Your job is to return every line in the data holding the string "ServiceConfig".

▶ Available records:

===============

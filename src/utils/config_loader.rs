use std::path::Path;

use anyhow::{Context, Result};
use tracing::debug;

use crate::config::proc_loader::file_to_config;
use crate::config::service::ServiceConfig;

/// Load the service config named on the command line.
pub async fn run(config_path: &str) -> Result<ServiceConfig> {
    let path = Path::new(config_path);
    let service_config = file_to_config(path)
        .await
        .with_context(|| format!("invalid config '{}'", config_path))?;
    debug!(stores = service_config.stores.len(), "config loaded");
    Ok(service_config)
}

===============

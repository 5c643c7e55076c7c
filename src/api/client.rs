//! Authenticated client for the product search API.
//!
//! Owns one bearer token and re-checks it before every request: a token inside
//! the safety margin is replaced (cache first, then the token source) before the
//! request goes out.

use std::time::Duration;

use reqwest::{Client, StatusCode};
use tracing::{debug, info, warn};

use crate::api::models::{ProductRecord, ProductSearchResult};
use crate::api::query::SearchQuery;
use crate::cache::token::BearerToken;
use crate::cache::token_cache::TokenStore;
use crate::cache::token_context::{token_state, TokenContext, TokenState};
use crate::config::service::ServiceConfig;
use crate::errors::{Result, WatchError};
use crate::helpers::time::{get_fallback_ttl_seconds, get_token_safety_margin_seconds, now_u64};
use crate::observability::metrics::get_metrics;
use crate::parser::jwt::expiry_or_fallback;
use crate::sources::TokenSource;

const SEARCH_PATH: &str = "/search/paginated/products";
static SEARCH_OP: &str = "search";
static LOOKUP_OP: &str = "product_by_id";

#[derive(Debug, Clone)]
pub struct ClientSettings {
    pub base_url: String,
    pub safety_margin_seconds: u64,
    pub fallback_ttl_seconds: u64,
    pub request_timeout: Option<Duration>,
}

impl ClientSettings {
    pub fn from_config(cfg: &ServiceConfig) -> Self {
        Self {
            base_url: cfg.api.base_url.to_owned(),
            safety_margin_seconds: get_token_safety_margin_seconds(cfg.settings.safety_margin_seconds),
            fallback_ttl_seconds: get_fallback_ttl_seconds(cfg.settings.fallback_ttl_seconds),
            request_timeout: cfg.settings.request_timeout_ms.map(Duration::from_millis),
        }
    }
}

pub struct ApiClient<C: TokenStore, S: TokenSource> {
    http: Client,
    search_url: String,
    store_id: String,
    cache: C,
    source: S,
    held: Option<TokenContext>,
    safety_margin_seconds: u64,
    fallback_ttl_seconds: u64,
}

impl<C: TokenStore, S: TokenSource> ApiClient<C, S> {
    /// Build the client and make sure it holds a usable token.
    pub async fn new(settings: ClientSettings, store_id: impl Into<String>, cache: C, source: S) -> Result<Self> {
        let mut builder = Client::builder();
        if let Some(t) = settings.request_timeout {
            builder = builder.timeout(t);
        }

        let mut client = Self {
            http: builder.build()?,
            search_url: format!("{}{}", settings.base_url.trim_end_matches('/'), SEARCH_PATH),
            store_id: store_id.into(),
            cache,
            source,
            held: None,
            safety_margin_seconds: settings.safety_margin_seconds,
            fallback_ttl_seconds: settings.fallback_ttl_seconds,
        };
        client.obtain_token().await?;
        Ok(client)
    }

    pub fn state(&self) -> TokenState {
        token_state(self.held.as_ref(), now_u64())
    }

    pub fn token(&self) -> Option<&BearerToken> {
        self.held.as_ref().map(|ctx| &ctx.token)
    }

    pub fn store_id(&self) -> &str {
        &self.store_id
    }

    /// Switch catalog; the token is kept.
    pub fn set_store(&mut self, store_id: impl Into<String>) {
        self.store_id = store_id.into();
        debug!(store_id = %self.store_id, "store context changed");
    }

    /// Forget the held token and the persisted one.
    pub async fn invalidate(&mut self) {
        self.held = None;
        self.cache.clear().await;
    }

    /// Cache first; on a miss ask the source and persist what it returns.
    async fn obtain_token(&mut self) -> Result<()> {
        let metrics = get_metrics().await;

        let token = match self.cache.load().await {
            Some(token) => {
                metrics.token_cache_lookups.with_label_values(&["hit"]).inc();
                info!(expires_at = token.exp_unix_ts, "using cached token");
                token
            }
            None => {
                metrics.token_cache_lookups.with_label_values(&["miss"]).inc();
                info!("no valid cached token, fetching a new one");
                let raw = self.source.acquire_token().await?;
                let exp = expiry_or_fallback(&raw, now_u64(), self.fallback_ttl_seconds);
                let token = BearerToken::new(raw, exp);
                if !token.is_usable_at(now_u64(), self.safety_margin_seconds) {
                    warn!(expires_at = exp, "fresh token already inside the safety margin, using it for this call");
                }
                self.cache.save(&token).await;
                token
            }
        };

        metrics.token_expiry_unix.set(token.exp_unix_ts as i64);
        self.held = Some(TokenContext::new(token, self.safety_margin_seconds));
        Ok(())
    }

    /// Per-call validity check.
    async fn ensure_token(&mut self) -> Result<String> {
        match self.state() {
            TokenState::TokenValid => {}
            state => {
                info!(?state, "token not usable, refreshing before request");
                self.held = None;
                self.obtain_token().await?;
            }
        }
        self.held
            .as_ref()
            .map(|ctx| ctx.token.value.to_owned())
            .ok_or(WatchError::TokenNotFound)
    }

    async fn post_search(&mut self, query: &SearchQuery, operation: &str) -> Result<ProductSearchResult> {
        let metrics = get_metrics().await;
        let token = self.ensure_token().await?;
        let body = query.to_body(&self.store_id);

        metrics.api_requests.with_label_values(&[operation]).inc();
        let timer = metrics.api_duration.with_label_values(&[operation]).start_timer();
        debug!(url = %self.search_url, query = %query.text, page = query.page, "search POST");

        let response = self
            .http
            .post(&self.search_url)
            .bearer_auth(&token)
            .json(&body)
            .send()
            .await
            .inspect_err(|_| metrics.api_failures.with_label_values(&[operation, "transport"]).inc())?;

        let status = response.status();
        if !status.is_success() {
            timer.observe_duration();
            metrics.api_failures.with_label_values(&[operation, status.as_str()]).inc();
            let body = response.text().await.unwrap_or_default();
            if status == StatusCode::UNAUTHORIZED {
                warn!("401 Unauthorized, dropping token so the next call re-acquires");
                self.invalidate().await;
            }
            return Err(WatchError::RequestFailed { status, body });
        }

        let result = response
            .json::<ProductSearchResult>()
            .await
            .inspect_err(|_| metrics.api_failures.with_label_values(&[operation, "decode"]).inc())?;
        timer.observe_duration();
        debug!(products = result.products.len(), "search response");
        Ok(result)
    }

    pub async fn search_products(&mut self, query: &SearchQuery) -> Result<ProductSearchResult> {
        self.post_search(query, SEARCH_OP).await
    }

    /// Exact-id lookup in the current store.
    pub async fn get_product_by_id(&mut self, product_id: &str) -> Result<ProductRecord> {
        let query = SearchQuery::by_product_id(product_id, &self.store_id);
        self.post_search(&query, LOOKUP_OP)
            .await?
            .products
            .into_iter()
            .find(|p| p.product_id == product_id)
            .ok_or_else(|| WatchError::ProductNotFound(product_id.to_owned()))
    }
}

===============

▶ Expected answer:
use crate::config::service::ServiceConfig;
pub async fn run(config_path: &str) -> Result<ServiceConfig> {
use crate::config::service::ServiceConfig;
    pub fn from_config(cfg: &ServiceConfig) -> Self {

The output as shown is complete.